Detroit becomes first chapter of the Minnesota-based The Makers Coalition; More than 300 open industrial sewing jobs already identified in Michigan.
In response to Michigan businesses’ needs for skilled industrial sewers, Detroit Garment Group Guild (DG3), a local non-profit, and stakeholders have partnered with Minnesota-based The Makers Coalition, creating the Coalition’s first chapter. This partnership brings an Industrial Sewing Certificate Program (ISCP) to Southeast Michigan. The Detroit Chapter is comprised of DG3, Henry Ford College Michigan Technical Education Center (HFC M-TEC), The Southeast Michigan Community Alliance (SEMCA Michigan Works!), Lear Corporation and other local employers.
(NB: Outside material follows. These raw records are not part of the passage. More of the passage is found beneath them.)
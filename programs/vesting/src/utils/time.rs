//! UTC calendar arithmetic used to lay out Monthly unlock schedules.
//! - times are unix seconds; no timezone concept
//! - adding months keeps the time of day and clamps the day to the target month
//! - boundaries are always computed from the anchor, never chained, so they do not drift

use crate::constants::SECONDS_PER_DAY;

#[derive(Clone, Copy, Debug, PartialEq, Eq)]
pub struct DateTimeUtc {
    pub year: i32,  // e.g. 2026
    pub month: u32, // 1-12
    pub day: u32,   // 1-31
    pub sod: u32,   // seconds of day [0, 86399]
}

/// `ts` shifted by `months` calendar months, day-of-month clamped.
pub fn add_months(ts: i64, months: i64) -> i64 {
    let dt = datetime_from_unix(ts);
    let (y, m) = add_months_ym(dt.year, dt.month, months);
    let d = dt.day.min(days_in_month(y, m));
    unix_from_datetime(DateTimeUtc {
        year: y,
        month: m,
        day: d,
        sod: dt.sod,
    })
}

fn add_months_ym(year: i32, month: u32, add: i64) -> (i32, u32) {
    let base = (year as i64) * 12 + (month as i64 - 1);
    let next = base + add;
    let y = next.div_euclid(12) as i32;
    let m0 = next.rem_euclid(12) as u32;
    (y, m0 + 1)
}

pub fn datetime_from_unix(ts: i64) -> DateTimeUtc {
    let days = ts.div_euclid(SECONDS_PER_DAY);
    let sod = ts.rem_euclid(SECONDS_PER_DAY) as u32;
    let (year, month, day) = civil_from_days(days);
    DateTimeUtc {
        year,
        month,
        day,
        sod,
    }
}

pub fn unix_from_datetime(dt: DateTimeUtc) -> i64 {
    days_from_civil(dt.year, dt.month, dt.day) * SECONDS_PER_DAY + dt.sod as i64
}

pub fn days_in_month(year: i32, month: u32) -> u32 {
    match month {
        2 if is_leap_year(year) => 29,
        2 => 28,
        4 | 6 | 9 | 11 => 30,
        _ => 31,
    }
}

pub fn is_leap_year(year: i32) -> bool {
    (year % 4 == 0 && year % 100 != 0) || (year % 400 == 0)
}

/// Proleptic Gregorian conversion: days since 1970-01-01 from civil date.
/// Algorithm by Howard Hinnant (public domain).
fn days_from_civil(y: i32, m: u32, d: u32) -> i64 {
    let y = y as i64 - if m <= 2 { 1 } else { 0 };
    let era = y.div_euclid(400);
    let yoe = y - era * 400; // [0, 399]
    let mp = m as i64 + if m > 2 { -3 } else { 9 }; // [0, 11]
    let doy = (153 * mp + 2) / 5 + d as i64 - 1; // [0, 365]
    let doe = yoe * 365 + yoe / 4 - yoe / 100 + doy; // [0, 146096]
    era * 146_097 + doe - 719_468
}

/// Proleptic Gregorian conversion: civil date from days since epoch.
/// Algorithm by Howard Hinnant (public domain).
fn civil_from_days(z: i64) -> (i32, u32, u32) {
    let z = z + 719_468;
    let era = z.div_euclid(146_097);
    let doe = z - era * 146_097; // [0, 146096]
    let yoe = (doe - doe / 1460 + doe / 36_524 - doe / 146_096) / 365; // [0, 399]
    let doy = doe - (365 * yoe + yoe / 4 - yoe / 100); // [0, 365]
    let mp = (5 * doy + 2) / 153; // [0, 11]
    let d = (doy - (153 * mp + 2) / 5 + 1) as u32; // [1, 31]
    let m = (mp + if mp < 10 { 3 } else { -9 }) as u32; // [1, 12]
    let y = (yoe + era * 400) as i32 + if m <= 2 { 1 } else { 0 };
    (y, m, d)
}
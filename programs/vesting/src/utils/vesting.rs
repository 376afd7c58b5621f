//! Cumulative vested amount for one allocation under its pool's strategy.
//!
//! All amounts are raw asset units; products are taken in `u128` and the result
//! never exceeds `total_granted`.

use anchor_lang::prelude::*;

use crate::constants::BPS_DENOMINATOR;
use crate::error::VestingError;
use crate::state::{Allocation, VestingPool, VestingStrategy};
use crate::utils::schedule_index::steps_elapsed;

/// Amount of `allocation` unlocked at `now`.
///
/// Revoked allocations are frozen at what was already paid out.
pub fn vested_amount(pool: &VestingPool, allocation: &Allocation, now: i64) -> Result<u64> {
    let total = allocation.total_granted;
    let initial = bps_of(total, pool.initial_unlock_bps as u64)?;

    if allocation.revoked {
        return Ok(allocation.distributed_amount.min(total));
    }
    if now < pool.start {
        return Ok(0);
    }
    if now < pool.cliff {
        return Ok(initial);
    }

    let remaining = total - initial;
    let since_cliff = (now as i128 - pool.cliff as i128) as u128;

    let unlocked_bps: u128 = match &pool.strategy {
        VestingStrategy::Linear { duration } => {
            let duration = *duration as u128;
            if since_cliff >= duration {
                return Ok(total);
            }
            let linear = (remaining as u128)
                .checked_mul(since_cliff)
                .ok_or(VestingError::MathOverflow)?
                / duration;
            return to_u64(initial as u128 + linear).map(|v| v.min(total));
        }
        VestingStrategy::Interval {
            interval_length,
            unlock_per_interval,
        } => {
            let steps = since_cliff / (*interval_length as u128);
            steps.saturating_mul(*unlock_per_interval as u128)
        }
        VestingStrategy::Monthly {
            unlock_per_interval,
            schedule,
            ..
        } => {
            let steps = steps_elapsed(&schedule.timestamps, now) as u128;
            steps.saturating_mul(*unlock_per_interval as u128)
        }
        VestingStrategy::Custom { schedule } => {
            let steps = steps_elapsed(&schedule.timestamps, now);
            schedule.bps_after(steps) as u128
        }
    };

    step_vested(total, initial, unlocked_bps)
}

/// Vested minus already distributed; never negative.
pub fn releasable_amount(pool: &VestingPool, allocation: &Allocation, now: i64) -> Result<u64> {
    let vested = vested_amount(pool, allocation, now)?;
    Ok(vested.saturating_sub(allocation.distributed_amount))
}

fn step_vested(total: u64, initial: u64, unlocked_bps: u128) -> Result<u64> {
    if unlocked_bps >= BPS_DENOMINATOR as u128 {
        return Ok(total);
    }
    let remaining = (total - initial) as u128;
    let stepped = remaining
        .checked_mul(unlocked_bps)
        .ok_or(VestingError::MathOverflow)?
        / BPS_DENOMINATOR as u128;
    to_u64(initial as u128 + stepped).map(|v| v.min(total))
}

/// `amount * bps / 10_000`, truncating.
pub fn bps_of(amount: u64, bps: u64) -> Result<u64> {
    let v = (amount as u128)
        .checked_mul(bps as u128)
        .ok_or(VestingError::MathOverflow)?
        / BPS_DENOMINATOR as u128;
    to_u64(v)
}

fn to_u64(v: u128) -> Result<u64> {
    Ok(u64::try_from(v).map_err(|_| VestingError::MathOverflow)?)
}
The Makers Coalition is a movement to restore and build the industrial sewing heritage of America, working together to find, train and employ a proud, creative and skilled workforce for today and future generations.
This is a coalition of businesses, educational institutions, non-profit organizations and service providers coming together to build a trained cut and sew industry. SEMCA Michigan Works! will take on the role of recruiting and screening potential students, as well as seeking to identify funding for those who qualify and assisting with job placement for students who complete the program.
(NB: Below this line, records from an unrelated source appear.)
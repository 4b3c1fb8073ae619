//! End-to-end scenarios for the Visual Studio checkup, driven through the
//! library API with stubbed locators.

use medic::checkups::visual_studio::{InstallationLocator, VisualStudioCheckup};
use medic::doctoring::{Checkup, Doctor, Platform, RecordingReporter, Status};
use medic::error::{MedicError, Result};

struct StaticLocator(Option<String>);

impl InstallationLocator for StaticLocator {
    fn locate(&self) -> Result<Option<String>> {
        Ok(self.0.clone())
    }
}

fn entry(version: &str, path: &str) -> String {
    format!(
        r#"{{"installationPath":"{path}","catalog":{{"productSemanticVersion":"{version}"}}}}"#
    )
}

fn checkup(minimum: &str, exact: Option<&str>, raw: Option<&str>) -> VisualStudioCheckup {
    VisualStudioCheckup::with_locator(
        minimum,
        exact,
        Box::new(StaticLocator(raw.map(str::to_string))),
    )
    .unwrap()
}

#[test]
fn compatible_instance_passes() {
    // Minimum 16.9.0, one instance at exactly 16.9.0.
    let raw = format!("[{}]", entry("16.9.0", "/vs"));
    let checkup = checkup("16.9.0", None, Some(&raw));

    let mut reporter = RecordingReporter::new();
    let diagnosis = checkup.examine(&mut reporter).unwrap();

    assert_eq!(diagnosis.status, Status::Ok);
    assert_eq!(diagnosis.subject.id, "visualstudio");
    assert_eq!(
        reporter.lines(),
        &[("16.9.0 - /vs".to_string(), Some(Status::Ok))]
    );
}

#[test]
fn outdated_instance_fails_with_informational_line() {
    let raw = format!("[{}]", entry("16.8.0", "/vs"));
    let checkup = checkup("16.9.0", None, Some(&raw));

    let mut reporter = RecordingReporter::new();
    let diagnosis = checkup.examine(&mut reporter).unwrap();

    assert_eq!(diagnosis.status, Status::Error);
    assert_eq!(reporter.lines(), &[("16.8.0".to_string(), None)]);
}

#[test]
fn pinned_version_accepts_only_the_pin() {
    let raw = format!("[{},{}]", entry("16.9.0", "/a"), entry("17.0.0", "/b"));
    let checkup = checkup("16.9.0", Some("17.0.0"), Some(&raw));

    let mut reporter = RecordingReporter::new();
    let diagnosis = checkup.examine(&mut reporter).unwrap();

    assert_eq!(diagnosis.status, Status::Ok);
    assert_eq!(reporter.lines().len(), 2);
    assert_eq!(reporter.lines()[0], ("16.9.0".to_string(), None));
    assert_eq!(
        reporter.lines()[1],
        ("17.0.0 - /b".to_string(), Some(Status::Ok))
    );
}

#[test]
fn missing_tool_fails_without_crashing() {
    let checkup = checkup("16.9.0", None, None);

    let mut reporter = RecordingReporter::new();
    let diagnosis = checkup.examine(&mut reporter).unwrap();

    assert_eq!(diagnosis.status, Status::Error);
    assert!(reporter.lines().is_empty());
}

#[test]
fn empty_discovery_fails() {
    let checkup = checkup("16.9.0", None, Some("[]"));

    let mut reporter = RecordingReporter::new();
    let diagnosis = checkup.examine(&mut reporter).unwrap();

    assert_eq!(diagnosis.status, Status::Error);
}

#[test]
fn unusable_tool_output_propagates() {
    let checkup = checkup("16.9.0", None, Some("Visual Studio Locator usage:"));

    let mut reporter = RecordingReporter::new();
    let err = checkup.examine(&mut reporter).unwrap_err();

    assert!(matches!(err, MedicError::MalformedOutput { .. }));
}

#[test]
fn doctor_converts_unusable_output_into_error_diagnosis() {
    let checkup = checkup("16.9.0", None, Some("not json"));
    let doctor = Doctor::with_platform(vec![Box::new(checkup)], Platform::Windows);

    let mut reporter = RecordingReporter::new();
    let report = doctor.run(&mut reporter);

    assert!(!report.ok);
    assert_eq!(report.checkups.len(), 1);
    assert_eq!(report.checkups[0].status, Status::Error);
}

#[test]
fn doctor_skips_checkup_off_windows() {
    let checkup = checkup("16.9.0", None, Some("[]"));
    let doctor = Doctor::with_platform(vec![Box::new(checkup)], Platform::Linux);

    let mut reporter = RecordingReporter::new();
    let report = doctor.run(&mut reporter);

    // Not applicable: excluded from the verdict entirely.
    assert!(report.ok);
    assert!(report.checkups.is_empty());
}

#[test]
fn partial_entries_are_dropped_but_run_still_classifies() {
    let raw = format!(
        r#"[{{"installationPath":"/broken"}},{},{{"catalog":{{}}}}]"#,
        entry("17.2.0", "/vs")
    );
    let checkup = checkup("16.9.0", None, Some(&raw));

    let mut reporter = RecordingReporter::new();
    let diagnosis = checkup.examine(&mut reporter).unwrap();

    assert_eq!(diagnosis.status, Status::Ok);
    assert_eq!(reporter.lines().len(), 1);
}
The first class of students began on Oct. 13th at the HFC M-TEC in Dearborn. Embedded within this curriculum are real-world experiences from a variety of cut and sew manufacturing industries, from automotive to apparel. “The real strength of this training is that it is being developed in close collaboration with industry leaders and local business owners,” says Jen Guarino, founder, The Makers Coalition. “Program graduates will gain a specific skill set that is in demand by employers.”
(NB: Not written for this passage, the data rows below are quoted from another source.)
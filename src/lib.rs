//! Medic - developer machine health checks.
//!
//! Medic inspects a developer machine for correctly configured IDE and build
//! toolchains. Each probe is a [`doctoring::Checkup`] with a stable identity
//! and a platform-applicability predicate; examining a checkup produces a
//! [`doctoring::Diagnosis`]. The [`doctoring::Doctor`] runs every checkup
//! applicable to the current platform and aggregates the results into a
//! [`doctoring::RunReport`].
//!
//! # Modules
//!
//! - [`checkups`] - Built-in checkups (currently the Visual Studio probe)
//! - [`cli`] - Command-line interface and argument parsing
//! - [`doctoring`] - Checkup contract, version requirements, and reporting
//! - [`error`] - Error types and result aliases
//! - [`shell`] - Process execution
//! - [`ui`] - Terminal output and theming
//!
//! # Example
//!
//! ```
//! use medic::doctoring::VersionRequirement;
//! use semver::Version;
//!
//! let requirement = VersionRequirement::new("16.9.0", None).unwrap();
//! assert!(requirement.satisfied_by(&Version::parse("17.0.0").unwrap()));
//! assert!(!requirement.satisfied_by(&Version::parse("16.8.9").unwrap()));
//! ```

pub mod checkups;
pub mod cli;
pub mod doctoring;
pub mod error;
pub mod shell;
pub mod ui;

pub use error::{MedicError, Result};
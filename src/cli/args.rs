//! CLI argument definitions.
//!
//! This module defines all CLI arguments using clap's derive macros.
//! The main entry point is the [`Cli`] struct.

use clap::{Parser, Subcommand};
use clap_complete::Shell;

/// Medic - developer machine health checks.
#[derive(Debug, Parser)]
#[command(name = "medic")]
#[command(author, version, about, long_about = None)]
#[command(propagate_version = true)]
pub struct Cli {
    /// Show verbose output
    #[arg(short, long, global = true)]
    pub verbose: bool,

    /// Minimal output
    #[arg(short, long, global = true)]
    pub quiet: bool,

    /// Disable colored output
    #[arg(long, global = true)]
    pub no_color: bool,

    /// Enable debug logging
    #[arg(long, global = true)]
    pub debug: bool,

    #[command(subcommand)]
    pub command: Option<Commands>,
}

/// Available subcommands.
#[derive(Debug, Subcommand)]
pub enum Commands {
    /// Run all health checks (default if no command specified)
    Check(CheckArgs),

    /// List known checkups and their platform applicability
    List,

    /// Generate shell completions
    Completions(CompletionsArgs),
}

/// Arguments for the `check` command.
#[derive(Debug, Clone, Default, clap::Args)]
pub struct CheckArgs {
    /// Emit the run report as JSON instead of human-readable output
    #[arg(long)]
    pub json: bool,
}

/// Arguments for the `completions` command.
#[derive(Debug, Clone, clap::Args)]
pub struct CompletionsArgs {
    /// Shell to generate completions for
    #[arg(value_enum)]
    pub shell: Shell,
}

#[cfg(test)]
mod tests {
    use super::*;
    use clap::CommandFactory;

    #[test]
    fn cli_command_is_well_formed() {
        Cli::command().debug_assert();
    }

    #[test]
    fn no_subcommand_parses() {
        let cli = Cli::try_parse_from(["medic"]).unwrap();
        assert!(cli.command.is_none());
    }

    #[test]
    fn check_json_flag_parses() {
        let cli = Cli::try_parse_from(["medic", "check", "--json"]).unwrap();
        match cli.command {
            Some(Commands::Check(args)) => assert!(args.json),
            other => panic!("expected check command, got {:?}", other),
        }
    }

    #[test]
    fn global_flags_parse_after_subcommand() {
        let cli = Cli::try_parse_from(["medic", "check", "--quiet", "--no-color"]).unwrap();
        assert!(cli.quiet);
        assert!(cli.no_color);
    }
}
Lear Corporation, headquartered in Southfield, has signed on as a major corporate sponsor and has
secured some of the machinery for the classroom.In addition, the DG3 has reached out to cut and sew manufacturers across the State, securing commitments from these companies to interview ISCP graduates as positions become open.
“We’ve wanted to put a program like this into place since early in our organization’s history and the time is finally right,” says DG3 president Karen Buscemi. “We have an amazing group of partners, all committed to the same level of excellence, with a goal to build up our cut and sew manufacturers so they can expand their businesses, while also attracting new manufacturing companies to the state.”